Question 3.3A: Shear and Moment Diagrams of a Cantilever Beam Using a Graph...

See Figures 3-22b and 3-25.

1    Solve for the reaction forces using equations 3.3 (p. 78). Summing moments about the left end and summing forces in the y direction gives

\begin{array}{lll} \sum F_x=0 & \sum F_y=0 & \sum F_z=0 \\ \sum M_x=0 & \sum M_y=0 & \sum M_z=0 \end{array}      (3.3a)

\sum F_x=0 \quad \sum F_y=0 \quad \sum M_z=0      (3.3b)

\begin{aligned} \sum M_z &=0=F a-M_1 \\ M_1 &=F a=40(4)=160 \end{aligned}     (a)

\begin{aligned} \sum F_y &=0=R_1-F \\ R_1 &=F=40 \end{aligned}      (b)

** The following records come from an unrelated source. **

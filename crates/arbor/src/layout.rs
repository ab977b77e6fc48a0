//! The two-pass measure/arrange protocol.
//!
//! Measurement runs top-down from the root with the viewport as the available
//! size. Each node caches its desired size together with the available size it
//! was computed for, so clean subtrees are skipped. Arrangement follows, again
//! top-down, and skips nodes whose slot is unchanged and which are not dirty.

use tracing::{trace, trace_span, warn};

use crate::{
    config::DesktopConfig,
    geom::{Edges, Expanse, Point, Rect, UNBOUNDED, add_len, sub_len},
    id::NodeId,
    props::{Align, Props, Sizing},
    world::Core,
};

/// Context handed to [`Widget::measure`](crate::Widget::measure).
pub struct MeasureCtx<'a> {
    /// Core being laid out.
    core: &'a mut Core,
    /// Node being measured.
    node: NodeId,
}

impl<'a> MeasureCtx<'a> {
    /// Build a context for a node.
    pub(crate) fn new(core: &'a mut Core, node: NodeId) -> Self {
        Self { core, node }
    }

    /// The node being measured.
    pub fn node_id(&self) -> NodeId {
        self.node
    }

    /// Visible children in z-order.
    pub fn children(&self) -> Vec<NodeId> {
        visible_children(self.core, self.node)
    }

    /// Measure a child with the given available size, returning its desired
    /// size including margin. Clean children with an unchanged available size
    /// return their cached result.
    pub fn measure_child(&mut self, child: NodeId, available: Expanse) -> Expanse {
        measure_node(self.core, child, available)
    }

    /// Properties of a node, typically a child's attached grid or stack settings.
    pub fn props(&self, node: NodeId) -> Option<&Props> {
        self.core.nodes.get(node).map(|n| &n.props)
    }

    /// Desktop configuration.
    pub fn config(&self) -> &DesktopConfig {
        &self.core.config
    }
}

/// Context handed to [`Widget::arrange`](crate::Widget::arrange).
///
/// Arrangement may position children and record scroll extents, but cannot
/// invalidate measurement.
pub struct ArrangeCtx<'a> {
    /// Core being laid out.
    core: &'a mut Core,
    /// Node being arranged.
    node: NodeId,
    /// Content rect of the node being arranged.
    content: Rect,
}

impl<'a> ArrangeCtx<'a> {
    /// Build a context for a node.
    pub(crate) fn new(core: &'a mut Core, node: NodeId, content: Rect) -> Self {
        Self {
            core,
            node,
            content,
        }
    }

    /// The node being arranged.
    pub fn node_id(&self) -> NodeId {
        self.node
    }

    /// Visible children in z-order.
    pub fn children(&self) -> Vec<NodeId> {
        visible_children(self.core, self.node)
    }

    /// A node's desired size from the measure pass, including margin.
    pub fn desired_size(&self, node: NodeId) -> Expanse {
        self.core
            .nodes
            .get(node)
            .map(|n| n.desired)
            .unwrap_or_default()
    }

    /// Properties of a node.
    pub fn props(&self, node: NodeId) -> Option<&Props> {
        self.core.nodes.get(node).map(|n| &n.props)
    }

    /// Desktop configuration.
    pub fn config(&self) -> &DesktopConfig {
        &self.core.config
    }

    /// Give a child its slot. When this node clips and is not scrolling, the
    /// child's rect is clipped to this node's content rect.
    pub fn arrange_child(&mut self, child: NodeId, slot: Rect) {
        let clip = self
            .core
            .nodes
            .get(self.node)
            .filter(|n| n.props.clip() && n.canvas.is_none())
            .map(|_| self.content);
        arrange_node(self.core, child, slot, clip);
    }

    /// Declare this node a scroll host whose children span `canvas`. The
    /// scroll offset is clamped to the new extent and returned.
    pub fn set_canvas(&mut self, canvas: Expanse) -> Point {
        let view = self.content.expanse();
        match self.core.nodes.get_mut(self.node) {
            Some(node) => {
                node.canvas = Some(canvas);
                node.scroll = clamp_scroll(node.scroll, view, canvas);
                node.scroll
            }
            None => Point::zero(),
        }
    }

    /// Current scroll offset of this node.
    pub fn scroll(&self) -> Point {
        self.core
            .nodes
            .get(self.node)
            .map(|n| n.scroll)
            .unwrap_or_default()
    }
}

/// Visible children of a node in z-order.
fn visible_children(core: &Core, node: NodeId) -> Vec<NodeId> {
    let Some(n) = core.nodes.get(node) else {
        return Vec::new();
    };
    n.children
        .iter()
        .copied()
        .filter(|c| core.nodes.get(*c).is_some_and(|c| c.props.visible()))
        .collect()
}

/// Run a full layout pass over the tree rooted at the core's root.
pub(crate) fn run(core: &mut Core, bounds: Rect) {
    let _span = trace_span!("layout", w = bounds.w, h = bounds.h).entered();
    let root = core.root;
    let desired = measure_node(core, root, bounds.expanse());
    trace!(?desired, "measured root");
    arrange_node(core, root, bounds, None);
}

/// Measure a node, returning its desired size including margin.
pub(crate) fn measure_node(core: &mut Core, id: NodeId, available: Expanse) -> Expanse {
    let Some(node) = core.nodes.get(id) else {
        return Expanse::default();
    };
    if !node.props.visible() {
        return Expanse::default();
    }
    if !node.measure_dirty && node.last_available == Some(available) {
        return node.desired;
    }
    let sizing = node.props.sizing();
    let previous = node.desired;
    let inner = inner_available(available, &sizing);

    let content = match core.with_widget_mut(id, |w, core| {
        let mut ctx = MeasureCtx::new(core, id);
        w.measure(&mut ctx, inner)
    }) {
        Ok(content) => content,
        Err(e) => {
            warn!(?id, error = %e, "measure skipped");
            return previous;
        }
    };
    let desired = finish_measure(content, &sizing);

    if let Some(node) = core.nodes.get_mut(id) {
        if node.desired != desired {
            node.arrange_dirty = true;
        }
        node.desired = desired;
        node.last_available = Some(available);
        node.measure_dirty = false;
    }
    trace!(?id, ?available, ?desired, "measure");
    desired
}

/// Arrange a node into a slot allocated by its parent.
pub(crate) fn arrange_node(core: &mut Core, id: NodeId, slot: Rect, clip: Option<Rect>) {
    let Some(node) = core.nodes.get_mut(id) else {
        return;
    };
    if !node.props.visible() {
        return;
    }
    // A clipped slot depends on the parent's content rect too, so it is never cached.
    if !node.arrange_dirty && node.last_slot == Some(slot) && clip.is_none() {
        return;
    }
    let sizing = node.props.sizing();
    let natural = node.measured_size();
    let area = slot.shrink(sizing.margin);

    let (x, w) = place(
        area.tl.x,
        area.w,
        natural.w,
        sizing.width,
        (sizing.min.w, sizing.max.w),
        sizing.h_align,
        sizing.left,
    );
    let (y, h) = place(
        area.tl.y,
        area.h,
        natural.h,
        sizing.height,
        (sizing.min.h, sizing.max.h),
        sizing.v_align,
        sizing.top,
    );
    let mut rect = Rect::new(x, y, w, h);
    if let Some(clip) = clip {
        rect = rect.clip_to(&clip);
    }
    let content = rect.shrink(sizing.padding);
    node.rect = rect;
    node.content = content;
    node.last_slot = Some(slot);
    node.canvas = None;

    if let Err(e) = core.with_widget_mut(id, |w, core| {
        let mut ctx = ArrangeCtx::new(core, id, content);
        w.arrange(&mut ctx, content);
    }) {
        warn!(?id, error = %e, "arrange skipped");
    }
    if let Some(node) = core.nodes.get_mut(id) {
        node.arrange_dirty = false;
    }
    trace!(?id, ?rect, "arrange");
}

/// Space left for the content box after margin, explicit size, max clamp and padding.
fn inner_available(available: Expanse, s: &Sizing) -> Expanse {
    let axis = |avail: u32, margin: u32, padding: u32, explicit: Option<u32>, max: u32| {
        let outer = explicit.unwrap_or_else(|| sub_len(avail, margin)).min(max);
        sub_len(outer, padding)
    };
    Expanse::new(
        axis(
            available.w,
            s.margin.horizontal(),
            s.padding.horizontal(),
            s.width,
            s.max.w,
        ),
        axis(
            available.h,
            s.margin.vertical(),
            s.padding.vertical(),
            s.height,
            s.max.h,
        ),
    )
}

/// Turn a content size into a desired size: add padding, apply the explicit
/// size and clamps, then add margin.
fn finish_measure(content: Expanse, s: &Sizing) -> Expanse {
    let axis = |content: u32, padding: u32, explicit: Option<u32>, min: u32, max: u32| {
        let size = explicit
            .unwrap_or_else(|| add_len(content, padding))
            .clamp(min, max);
        // A content size that is still unbounded has no meaningful extent.
        if size == UNBOUNDED { min } else { size }
    };
    let m: Edges = s.margin;
    Expanse::new(
        axis(content.w, s.padding.horizontal(), s.width, s.min.w, s.max.w)
            .saturating_add(m.horizontal()),
        axis(content.h, s.padding.vertical(), s.height, s.min.h, s.max.h)
            .saturating_add(m.vertical()),
    )
}

/// Place a node along one axis of its slot. Returns the start coordinate and length.
fn place(
    start: i32,
    avail: u32,
    natural: u32,
    explicit: Option<u32>,
    (min, max): (u32, u32),
    align: Align,
    nudge: i32,
) -> (i32, u32) {
    let len = if align == Align::Stretch && explicit.is_none() {
        avail
    } else {
        natural.min(avail)
    };
    let len = len.clamp(min, max);
    let offset = align_offset(len, avail, align);
    let offset = i32::try_from(offset).unwrap_or(i32::MAX);
    (start.saturating_add(offset).saturating_add(nudge), len)
}

/// Calculate the offset for aligning a child within available space. A
/// stretched child that cannot fill the space is centered.
fn align_offset(child_size: u32, available: u32, align: Align) -> u32 {
    match align {
        Align::Start => 0,
        Align::Center | Align::Stretch => available.saturating_sub(child_size) / 2,
        Align::End => available.saturating_sub(child_size),
    }
}

/// Clamp a scroll offset so it stays within view/canvas bounds.
pub(crate) fn clamp_scroll(scroll: Point, view: Expanse, canvas: Expanse) -> Point {
    let max = |view: u32, canvas: u32| -> i32 {
        if view == 0 {
            0
        } else {
            i32::try_from(canvas.saturating_sub(view)).unwrap_or(i32::MAX)
        }
    };
    Point::new(
        scroll.x.clamp(0, max(view.w, canvas.w)),
        scroll.y.clamp(0, max(view.h, canvas.h)),
    )
}
use std::{
    any::{Any, type_name},
    collections::{HashSet, VecDeque},
    mem,
};

use slotmap::SlotMap;
use tracing::{debug, trace, warn};

use crate::{
    config::DesktopConfig,
    context::CoreContext,
    error::{Error, Result},
    event::{Event, EventKind},
    focus::FocusManager,
    geom::{Expanse, Point, Rect},
    id::{NodeId, TypedId},
    layout,
    modal::{ContextMenu, ModalEntry, ModalStack},
    node::{Caps, Handler, Node},
    property::{self, PropValue},
    props::{Invalidate, Props},
    widget::{EventOutcome, Widget},
    widgets::Panel,
};

/// Upper bound on queued follow-up events drained after one dispatch.
const MAX_PENDING: usize = 256;

/// Core state for the arena, layout, focus, capture and modality.
pub struct Core {
    /// Node storage arena.
    pub(crate) nodes: SlotMap<NodeId, Node>,
    /// Root node ID.
    pub(crate) root: NodeId,
    /// Currently focused node.
    pub(crate) focus: Option<NodeId>,
    /// Focus generation counter, bumped on every focus change.
    pub(crate) focus_gen: u64,
    /// Node that receives pointer events regardless of position.
    pub(crate) mouse_capture: Option<NodeId>,
    /// Node currently under the pointer.
    pub(crate) hover: Option<NodeId>,
    /// Modal stack; the last entry is the only one receiving input.
    pub(crate) modals: Vec<ModalEntry>,
    /// Open context menu, if any.
    pub(crate) context_menu: Option<ContextMenu>,
    /// Input tuning.
    pub(crate) config: DesktopConfig,
    /// Bounds of the most recent layout pass.
    pub(crate) bounds: Rect,
    /// Follow-up events queued during dispatch, such as focus notifications.
    pub(crate) pending: VecDeque<(NodeId, Event)>,
}

impl Default for Core {
    fn default() -> Self {
        Self::new()
    }
}
//! Named, typed property access for editors and content loaders.
//!
//! Every node exposes the common table below. Widgets add their own entries
//! through [`Widget::properties`](crate::Widget::properties). Both tables are
//! static lists of plain function pointers, so enumerating them is free and
//! lookups never go through reflection.

use std::any::Any;

use serde::{Deserialize, Serialize};

use crate::{
    error::{Error, Result},
    geom::{Edges, UNBOUNDED},
    grid::Proportion,
    props::{Align, GridPlacement, Invalidate, Props},
};

/// A property value.
#[derive(Debug, Clone, PartialEq, Serialize, Deserialize)]
#[serde(tag = "type", content = "value", rename_all = "snake_case")]
pub enum PropValue {
    /// Flag.
    Bool(bool),
    /// Signed integer.
    Int(i64),
    /// Optional integer; `None` means unset or unbounded.
    OptInt(Option<i64>),
    /// Floating point number.
    Float(f32),
    /// Optional string.
    Text(Option<String>),
    /// Alignment.
    Align(Align),
    /// Left, top, right and bottom thickness.
    Edges([u32; 4]),
    /// Grid placement.
    Grid(GridPlacement),
    /// One track proportion.
    Proportion(Proportion),
    /// A list of track proportions.
    Proportions(Vec<Proportion>),
    /// A list of fractions.
    Floats(Vec<f32>),
}

/// The type tag of a property.
#[derive(Debug, Clone, Copy, PartialEq, Eq, Hash, Serialize, Deserialize)]
#[serde(rename_all = "snake_case")]
pub enum PropKind {
    /// See [`PropValue::Bool`].
    Bool,
    /// See [`PropValue::Int`].
    Int,
    /// See [`PropValue::OptInt`].
    OptInt,
    /// See [`PropValue::Float`].
    Float,
    /// See [`PropValue::Text`].
    Text,
    /// See [`PropValue::Align`].
    Align,
    /// See [`PropValue::Edges`].
    Edges,
    /// See [`PropValue::Grid`].
    Grid,
    /// See [`PropValue::Proportion`].
    Proportion,
    /// See [`PropValue::Proportions`].
    Proportions,
    /// See [`PropValue::Floats`].
    Floats,
}

impl PropValue {
    /// The type tag of this value.
    pub fn kind(&self) -> PropKind {
        match self {
            Self::Bool(_) => PropKind::Bool,
            Self::Int(_) => PropKind::Int,
            Self::OptInt(_) => PropKind::OptInt,
            Self::Float(_) => PropKind::Float,
            Self::Text(_) => PropKind::Text,
            Self::Align(_) => PropKind::Align,
            Self::Edges(_) => PropKind::Edges,
            Self::Grid(_) => PropKind::Grid,
            Self::Proportion(_) => PropKind::Proportion,
            Self::Proportions(_) => PropKind::Proportions,
            Self::Floats(_) => PropKind::Floats,
        }
    }

    /// Type error for the property `name`.
    fn mismatch(name: &str, expected: &'static str) -> Error {
        Error::PropertyType {
            name: name.to_string(),
            expected,
        }
    }

    /// Extract a flag.
    pub fn into_bool(self, name: &str) -> Result<bool> {
        match self {
            Self::Bool(b) => Ok(b),
            _ => Err(Self::mismatch(name, "bool")),
        }
    }

    /// Extract an integer.
    pub fn into_int(self, name: &str) -> Result<i64> {
        match self {
            Self::Int(v) => Ok(v),
            _ => Err(Self::mismatch(name, "int")),
        }
    }

    /// Extract a non-negative pixel count.
    pub fn into_pixels(self, name: &str) -> Result<u32> {
        let v = self.into_int(name)?;
        u32::try_from(v).map_err(|_| Error::InvalidSizeHint {
            field: "pixels",
            value: v,
        })
    }

    /// Extract an optional integer. A plain integer is accepted as `Some`.
    pub fn into_opt_int(self, name: &str) -> Result<Option<i64>> {
        match self {
            Self::OptInt(v) => Ok(v),
            Self::Int(v) => Ok(Some(v)),
            _ => Err(Self::mismatch(name, "optional int")),
        }
    }

    /// Extract an optional string.
    pub fn into_text(self, name: &str) -> Result<Option<String>> {
        match self {
            Self::Text(v) => Ok(v),
            _ => Err(Self::mismatch(name, "text")),
        }
    }

    /// Extract an alignment.
    pub fn into_align(self, name: &str) -> Result<Align> {
        match self {
            Self::Align(a) => Ok(a),
            _ => Err(Self::mismatch(name, "align")),
        }
    }

    /// Extract edge thicknesses.
    pub fn into_edges(self, name: &str) -> Result<Edges> {
        match self {
            Self::Edges([l, t, r, b]) => Ok(Edges::new(l, t, r, b)),
            _ => Err(Self::mismatch(name, "edges")),
        }
    }

    /// Extract a list of proportions.
    pub fn into_proportions(self, name: &str) -> Result<Vec<Proportion>> {
        match self {
            Self::Proportions(v) => Ok(v),
            _ => Err(Self::mismatch(name, "proportions")),
        }
    }

    /// Extract a list of fractions.
    pub fn into_floats(self, name: &str) -> Result<Vec<f32>> {
        match self {
            Self::Floats(v) => Ok(v),
            _ => Err(Self::mismatch(name, "floats")),
        }
    }
}

/// A property every node has, stored in its [`Props`].
pub struct PropertyDescriptor {
    /// Property name.
    pub name: &'static str,
    /// Value type.
    pub kind: PropKind,
    /// Read the value.
    pub get: fn(&Props) -> PropValue,
    /// Write the value, validating it. The core works out the invalidation.
    pub set: fn(&mut Props, PropValue) -> Result<()>,
}

/// A property defined by one widget type.
pub struct WidgetProperty {
    /// Property name.
    pub name: &'static str,
    /// Value type.
    pub kind: PropKind,
    /// Read the value. `None` if the widget is not of the expected type.
    pub get: fn(&dyn Any) -> Option<PropValue>,
    /// Write the value and report which layout pass it invalidates.
    pub set: fn(&mut dyn Any, PropValue) -> Result<Invalidate>,
}

/// Convert a stored extent to an optional integer, mapping unbounded to `None`.
fn opt_extent(v: u32) -> PropValue {
    PropValue::OptInt((v != UNBOUNDED).then_some(i64::from(v)))
}

/// Convert edges to the property encoding.
fn edges(e: Edges) -> PropValue {
    PropValue::Edges([e.left, e.top, e.right, e.bottom])
}

/// Properties shared by every node.
pub static COMMON_PROPERTIES: &[PropertyDescriptor] = &[
    PropertyDescriptor {
        name: "identifier",
        kind: PropKind::Text,
        get: |p| PropValue::Text(p.identifier().map(str::to_string)),
        set: |p, v| {
            match v.into_text("identifier")? {
                Some(id) => p.set_identifier(id),
                None => p.clear_identifier(),
            };
            Ok(())
        },
    },
    PropertyDescriptor {
        name: "visible",
        kind: PropKind::Bool,
        get: |p| PropValue::Bool(p.visible()),
        set: |p, v| {
            p.set_visible(v.into_bool("visible")?);
            Ok(())
        },
    },
    PropertyDescriptor {
        name: "enabled",
        kind: PropKind::Bool,
        get: |p| PropValue::Bool(p.enabled()),
        set: |p, v| {
            p.set_enabled(v.into_bool("enabled")?);
            Ok(())
        },
    },
    PropertyDescriptor {
        name: "width",
        kind: PropKind::OptInt,
        get: |p| PropValue::OptInt(p.width().map(i64::from)),
        set: |p, v| p.set_width(v.into_opt_int("width")?),
    },
    PropertyDescriptor {
        name: "height",
        kind: PropKind::OptInt,
        get: |p| PropValue::OptInt(p.height().map(i64::from)),
        set: |p, v| p.set_height(v.into_opt_int("height")?),
    },
    PropertyDescriptor {
        name: "min_width",
        kind: PropKind::Int,
        get: |p| PropValue::Int(i64::from(p.min_size().w)),
        set: |p, v| {
            let h = i64::from(p.min_size().h);
            p.set_min_size(v.into_int("min_width")?, h)
        },
    },
    PropertyDescriptor {
        name: "min_height",
        kind: PropKind::Int,
        get: |p| PropValue::Int(i64::from(p.min_size().h)),
        set: |p, v| {
            let w = i64::from(p.min_size().w);
            p.set_min_size(w, v.into_int("min_height")?)
        },
    },
    PropertyDescriptor {
        name: "max_width",
        kind: PropKind::OptInt,
        get: |p| opt_extent(p.max_size().w),
        set: |p, v| {
            let h = p.max_size().h;
            p.set_max_size(
                v.into_opt_int("max_width")?,
                (h != UNBOUNDED).then_some(i64::from(h)),
            )
        },
    },
    PropertyDescriptor {
        name: "max_height",
        kind: PropKind::OptInt,
        get: |p| opt_extent(p.max_size().h),
        set: |p, v| {
            let w = p.max_size().w;
            p.set_max_size(
                (w != UNBOUNDED).then_some(i64::from(w)),
                v.into_opt_int("max_height")?,
            )
        },
    },
    PropertyDescriptor {
        name: "margin",
        kind: PropKind::Edges,
        get: |p| edges(p.margin()),
        set: |p, v| {
            p.set_margin(v.into_edges("margin")?);
            Ok(())
        },
    },
    PropertyDescriptor {
        name: "padding",
        kind: PropKind::Edges,
        get: |p| edges(p.padding()),
        set: |p, v| {
            p.set_padding(v.into_edges("padding")?);
            Ok(())
        },
    },
    PropertyDescriptor {
        name: "h_align",
        kind: PropKind::Align,
        get: |p| PropValue::Align(p.h_align()),
        set: |p, v| {
            p.set_h_align(v.into_align("h_align")?);
            Ok(())
        },
    },
    PropertyDescriptor {
        name: "v_align",
        kind: PropKind::Align,
        get: |p| PropValue::Align(p.v_align()),
        set: |p, v| {
            p.set_v_align(v.into_align("v_align")?);
            Ok(())
        },
    },
    PropertyDescriptor {
        name: "left",
        kind: PropKind::Int,
        get: |p| PropValue::Int(i64::from(p.offset().0)),
        set: |p, v| {
            let left = offset("left", v.into_int("left")?)?;
            p.set_offset(left, p.offset().1);
            Ok(())
        },
    },
    PropertyDescriptor {
        name: "top",
        kind: PropKind::Int,
        get: |p| PropValue::Int(i64::from(p.offset().1)),
        set: |p, v| {
            let top = offset("top", v.into_int("top")?)?;
            p.set_offset(p.offset().0, top);
            Ok(())
        },
    },
    PropertyDescriptor {
        name: "grid",
        kind: PropKind::Grid,
        get: |p| PropValue::Grid(p.grid()),
        set: |p, v| match v {
            PropValue::Grid(g) => p.set_grid_placement(g),
            _ => Err(PropValue::mismatch("grid", "grid placement")),
        },
    },
    PropertyDescriptor {
        name: "stack_proportion",
        kind: PropKind::Proportion,
        get: |p| PropValue::Proportion(p.stack_proportion()),
        set: |p, v| match v {
            PropValue::Proportion(sp) => p.set_stack_proportion(sp),
            _ => Err(PropValue::mismatch("stack_proportion", "proportion")),
        },
    },
    PropertyDescriptor {
        name: "clip",
        kind: PropKind::Bool,
        get: |p| PropValue::Bool(p.clip()),
        set: |p, v| {
            p.set_clip(v.into_bool("clip")?);
            Ok(())
        },
    },
];

/// Narrow an offset to the stored range.
fn offset(name: &str, v: i64) -> Result<i32> {
    i32::try_from(v).map_err(|_| PropValue::mismatch(name, "32-bit offset"))
}

/// Look up a common property.
pub fn common(name: &str) -> Option<&'static PropertyDescriptor> {
    COMMON_PROPERTIES.iter().find(|d| d.name == name)
}

#[cfg(test)]
mod tests {
    use super::*;

    #[test]
    fn common_roundtrip() -> Result<()> {
        let mut p = Props::default();
        let d = common("width").ok_or(Error::UnknownProperty("width".into()))?;
        (d.set)(&mut p, PropValue::Int(12))?;
        assert_eq!((d.get)(&p), PropValue::OptInt(Some(12)));
        (d.set)(&mut p, PropValue::OptInt(None))?;
        assert_eq!(p.width(), None);
        Ok(())
    }

    #[test]
    fn wrong_type_is_rejected() {
        let mut p = Props::default();
        let r = common("visible").map(|d| (d.set)(&mut p, PropValue::Int(1)));
        assert!(matches!(r, Some(Err(Error::PropertyType { .. }))));
    }

    #[test]
    fn max_keeps_other_axis() -> Result<()> {
        let mut p = Props::default();
        p.set_max_size(Some(40), Some(30))?;
        let d = common("max_width").ok_or(Error::UnknownProperty("max_width".into()))?;
        (d.set)(&mut p, PropValue::OptInt(None))?;
        assert_eq!(p.max_size().w, UNBOUNDED);
        assert_eq!(p.max_size().h, 30);
        Ok(())
    }

    #[test]
    fn values_serialize_tagged() {
        let v = serde_json::to_value(PropValue::Bool(true)).ok();
        assert_eq!(v, Some(serde_json::json!({"type": "bool", "value": true})));
    }

    #[test]
    fn names_are_unique() {
        let mut names: Vec<_> = COMMON_PROPERTIES.iter().map(|d| d.name).collect();
        names.sort_unstable();
        names.dedup();
        assert_eq!(names.len(), COMMON_PROPERTIES.len());
    }
}
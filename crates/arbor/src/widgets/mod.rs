//! Built-in containers and leaves.

mod image;
mod panel;
mod scroll;
mod spacer;
mod split;
mod stack;

pub use image::Image;
pub use panel::Panel;
pub use scroll::ScrollViewer;
pub use spacer::Spacer;
pub use split::SplitPane;
pub use stack::StackPanel;
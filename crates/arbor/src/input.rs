//! Raw device state sampled from the host once per frame.

use std::{collections::BTreeSet, time::Duration};

use crate::geom::Point;

/// A physical key.
#[derive(Debug, Clone, Copy, PartialEq, Eq, Hash, PartialOrd, Ord)]
pub enum Key {
    /// A printable key, identified by its unshifted character.
    Char(char),
    /// Function key F1..F24.
    F(u8),
    /// Tab.
    Tab,
    /// Enter.
    Enter,
    /// Escape.
    Escape,
    /// Backspace.
    Backspace,
    /// Delete.
    Delete,
    /// Insert.
    Insert,
    /// Space bar.
    Space,
    /// Left arrow.
    Left,
    /// Right arrow.
    Right,
    /// Up arrow.
    Up,
    /// Down arrow.
    Down,
    /// Home.
    Home,
    /// End.
    End,
    /// Page up.
    PageUp,
    /// Page down.
    PageDown,
    /// Left shift.
    LeftShift,
    /// Right shift.
    RightShift,
    /// Left control.
    LeftControl,
    /// Right control.
    RightControl,
    /// Left alt.
    LeftAlt,
    /// Right alt.
    RightAlt,
}

impl Key {
    /// Is this a modifier key? Modifiers never auto-repeat.
    pub fn is_modifier(self) -> bool {
        matches!(
            self,
            Self::LeftShift
                | Self::RightShift
                | Self::LeftControl
                | Self::RightControl
                | Self::LeftAlt
                | Self::RightAlt
        )
    }
}

/// Modifier state derived from the down-key set.
#[derive(Debug, Clone, Copy, PartialEq, Eq, Hash, Default)]
pub struct Modifiers {
    /// Either shift key is down.
    pub shift: bool,
    /// Either control key is down.
    pub ctrl: bool,
    /// Either alt key is down.
    pub alt: bool,
}

impl Modifiers {
    /// Derive modifier state from a set of down keys.
    pub fn from_keys(keys: &BTreeSet<Key>) -> Self {
        Self {
            shift: keys.contains(&Key::LeftShift) || keys.contains(&Key::RightShift),
            ctrl: keys.contains(&Key::LeftControl) || keys.contains(&Key::RightControl),
            alt: keys.contains(&Key::LeftAlt) || keys.contains(&Key::RightAlt),
        }
    }
}

/// A pointer button.
#[derive(Debug, Clone, Copy, PartialEq, Eq, Hash, PartialOrd, Ord)]
pub enum MouseButton {
    /// Primary button.
    Left,
    /// Secondary button.
    Right,
    /// Middle button.
    Middle,
}

impl MouseButton {
    /// Every button, in edge-detection order.
    pub const ALL: [Self; 3] = [Self::Left, Self::Right, Self::Middle];
}

/// Pressed state of each pointer button.
#[derive(Debug, Clone, Copy, PartialEq, Eq, Hash, Default)]
pub struct Buttons {
    /// Primary button down.
    pub left: bool,
    /// Secondary button down.
    pub right: bool,
    /// Middle button down.
    pub middle: bool,
}

impl Buttons {
    /// Is `button` down?
    pub fn is_down(&self, button: MouseButton) -> bool {
        match button {
            MouseButton::Left => self.left,
            MouseButton::Right => self.right,
            MouseButton::Middle => self.middle,
        }
    }

    /// Set the state of `button`.
    pub fn set(&mut self, button: MouseButton, down: bool) {
        match button {
            MouseButton::Left => self.left = down,
            MouseButton::Right => self.right = down,
            MouseButton::Middle => self.middle = down,
        }
    }

    /// Is any button down?
    pub fn any(&self) -> bool {
        self.left || self.right || self.middle
    }
}

/// Device state at one instant.
#[derive(Debug, Clone, PartialEq, Eq, Default)]
pub struct InputSnapshot {
    /// Host clock at the time of sampling.
    pub time: Duration,
    /// Pointer position in desktop coordinates.
    pub pointer: Point,
    /// Pointer buttons.
    pub buttons: Buttons,
    /// Wheel notches since the previous sample; positive scrolls up.
    pub wheel: i32,
    /// Every key currently held.
    pub keys: BTreeSet<Key>,
    /// Text produced since the previous sample.
    pub text: String,
}

/// The host's device sampler, injected into the desktop.
pub trait InputSource {
    /// Sample current device state.
    fn sample(&mut self) -> InputSnapshot;
}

2    By the sign convention, the shear is positive and the moment is negative in this example. To graphically construct the shear and moment diagrams for a cantilever beam take an imaginary “backward walk” starting at the fixed end of the beam and moving toward the free end (from left to right in Figure 3-24).

In this example, that results in the first observed force being the reaction force R_{1} acting upward. This shear force remains constant until the downward force F at x = a is reached, which closes the shear diagram to zero.

3    The moment diagram is the integral of the shear diagram, which in this case is a straight line of slope = 40.

4    Both the shear and moment are maximum at the wall in a cantilever beam. Their maximum magnitudes are as shown in equations (a) and (b) above.